Posaconazole (POS) is an inhibitor of
ergosterol biosynthesis in clinical use for treating
invasive fungal infections. POS has potent and selective anti-Trypanosoma cruzi activity and has been evaluated as a possible treatment for
Chagas disease. Microtissues are a 3D culture system that has been shown to reproduce better tissue architecture and functionality than cell cultures in monolayer (2D). It has been used to evaluate chemotropic response as in vitro disease models. We previously developed an in vitro model that reproduces aspects of cardiac
fibrosis observed in
Chagas cardiomyopathy, using microtissues formed by primary cardiac cells infected by the T. cruzi, here called T. cruzi fibrotic cardiac microtissue (TCFCM). We also showed that the treatment of TCFCM with a TGF-β pathway inhibitor reduces
fibrosis. Here, we aimed to evaluate the effect of POS in TCFCM, observing parasite load and molecules involved in
fibrosis. To choose the concentration of POS to be used in TCFCM we first performed experiments in a monolayer of primary cardiac cell cultures and, based on the results, TCFCM was treated with 5 nM of POS for 96 h, starting at 144 h post-
infection. Our previous studies showed that at this time the TCFCM had established
fibrosis, resulting from T. cruzi
infection. Treatment with POS of TCFCM reduced 50 % of parasite load as observed by real-time PCR and reduced markedly the
fibrosis as observed by western blot and immunofluorescence, associated with a strong reduction in the expression of
fibronectin and
laminin (45 % and 54 %, respectively).

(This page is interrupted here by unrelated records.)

//! Fuzz target for boundary scanning.
//!
//! Feeds arbitrary code units, including unpaired surrogates, and checks
//! that both scan directions agree and never split a surrogate pair.

#![no_main]

use arbitrary::Arbitrary;
use grapheme_breaker::{Segmenter, previous_break};
use libfuzzer_sys::fuzz_target;

#[derive(Arbitrary, Debug)]
struct ScanInput {
    units: Vec<u16>,
    /// Probe index, deliberately allowed to fall outside the text.
    index: i32,
}

fuzz_target!(|input: ScanInput| {
    let text = &input.units[..input.units.len().min(4096)];
    let segmenter = Segmenter::new();
    let len = text.len();

    let next = segmenter.next_break(text, input.index as isize);
    let prev = segmenter.previous_break(text, input.index as isize);
    assert!(next <= len);
    assert!(prev <= len);

    let forward = segmenter.boundaries(text);
    assert_eq!(forward.first(), Some(&0));
    assert_eq!(forward.last(), Some(&len));

    let mut backward = vec![len];
    let mut at = len;
    while at > 0 {
        at = previous_break(text, at as isize);
        backward.push(at);
    }
    backward.reverse();
    if len > 0 {
        assert_eq!(forward, backward);
    }

    for &b in forward.iter().filter(|&&b| b > 0 && b < len) {
        let high = (0xD800..=0xDBFF).contains(&text[b - 1]);
        let low = (0xDC00..=0xDFFF).contains(&text[b]);
        assert!(!(high && low), "boundary {b} splits a surrogate pair");
    }

    let joined: Vec<u16> = segmenter.break_clusters(text).concat();
    assert_eq!(joined, text);
});
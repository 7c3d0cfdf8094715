//! Pairwise grapheme cluster boundary rules.
//!
//! Rules are tried in order and the first one whose condition matches
//! decides. The order matters: GB4 and GB5 come before GB9 and GB9a so a
//! control character never absorbs a following mark.

use std::fmt;

use crate::class::BreakClass;

/// Rule that decided a boundary.
#[derive(Clone, Copy, Debug, PartialEq, Eq, Hash)]
pub enum Rule {
    /// GB3: CR × LF
    Gb3,
    /// GB4: (Control | CR | LF) ÷
    Gb4,
    /// GB5: ÷ (Control | CR | LF)
    Gb5,
    /// GB6: L × (L | V | LV | LVT)
    Gb6,
    /// GB7: (LV | V) × (V | T)
    Gb7,
    /// GB8: (LVT | T) × T
    Gb8,
    /// GB8a: Regional_Indicator × Regional_Indicator
    Gb8a,
    /// GB9: × Extend
    Gb9,
    /// GB9a: × SpacingMark
    Gb9a,
    /// GB10: Any ÷ Any
    Gb10,
}

impl Rule {
    /// Whether this rule permits a boundary.
    #[must_use]
    pub const fn permits_break(self) -> bool {
        matches!(self, Self::Gb4 | Self::Gb5 | Self::Gb10)
    }

    /// Rule identifier as written in UAX #29.
    #[must_use]
    pub const fn id(self) -> &'static str {
        match self {
            Self::Gb3 => "GB3",
            Self::Gb4 => "GB4",
            Self::Gb5 => "GB5",
            Self::Gb6 => "GB6",
            Self::Gb7 => "GB7",
            Self::Gb8 => "GB8",
            Self::Gb8a => "GB8a",
            Self::Gb9 => "GB9",
            Self::Gb9a => "GB9a",
            Self::Gb10 => "GB10",
        }
    }
}

impl fmt::Display for Rule {
    fn fmt(&self, f: &mut fmt::Formatter<'_>) -> fmt::Result {
        f.write_str(self.id())
    }
}

/// Find the rule deciding the boundary between `previous` and `current`.
#[must_use]
pub const fn decide(previous: BreakClass, current: BreakClass) -> Rule {
    use BreakClass::{CR, Extend, L, LF, LV, LVT, RegionalIndicator, SpacingMark, T, V};

    if matches!((previous, current), (CR, LF)) {
        return Rule::Gb3;
    }
    if previous.is_control_like() {
        return Rule::Gb4;
    }
    if current.is_control_like() {
        return Rule::Gb5;
    }
    if matches!(previous, L) && matches!(current, L | V | LV | LVT) {
        return Rule::Gb6;
    }
    if matches!(previous, LV | V) && matches!(current, V | T) {
        return Rule::Gb7;
    }
    if matches!(previous, LVT | T) && matches!(current, T) {
        return Rule::Gb8;
    }
    if matches!((previous, current), (RegionalIndicator, RegionalIndicator)) {
        return Rule::Gb8a;
    }
    if matches!(current, Extend) {
        return Rule::Gb9;
    }
    if matches!(current, SpacingMark) {
        return Rule::Gb9a;
    }
    // GB9b: Prepend ×
    // The table has no Prepend class. If one is added, this is where the
    // check goes, ahead of GB10.
    Rule::Gb10
}

/// Whether a boundary is permitted between two adjacent classes.
#[inline]
#[must_use]
pub const fn permits_break(previous: BreakClass, current: BreakClass) -> bool {
    decide(previous, current).permits_break()
}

POS treatment also changed the expression of
proteins involved in the regulation of
extracellular matrix proteins (TGF-β and TIMP-4, increased by 50 % and decreased by 58 %, respectively) in TCFCM. In conclusion, POS presented a potent trypanocidal effect both in 2D and in TCFCM, and the reduction of the parasite load was associated with a reduction of
fibrosis in the absence of external immunological effectors.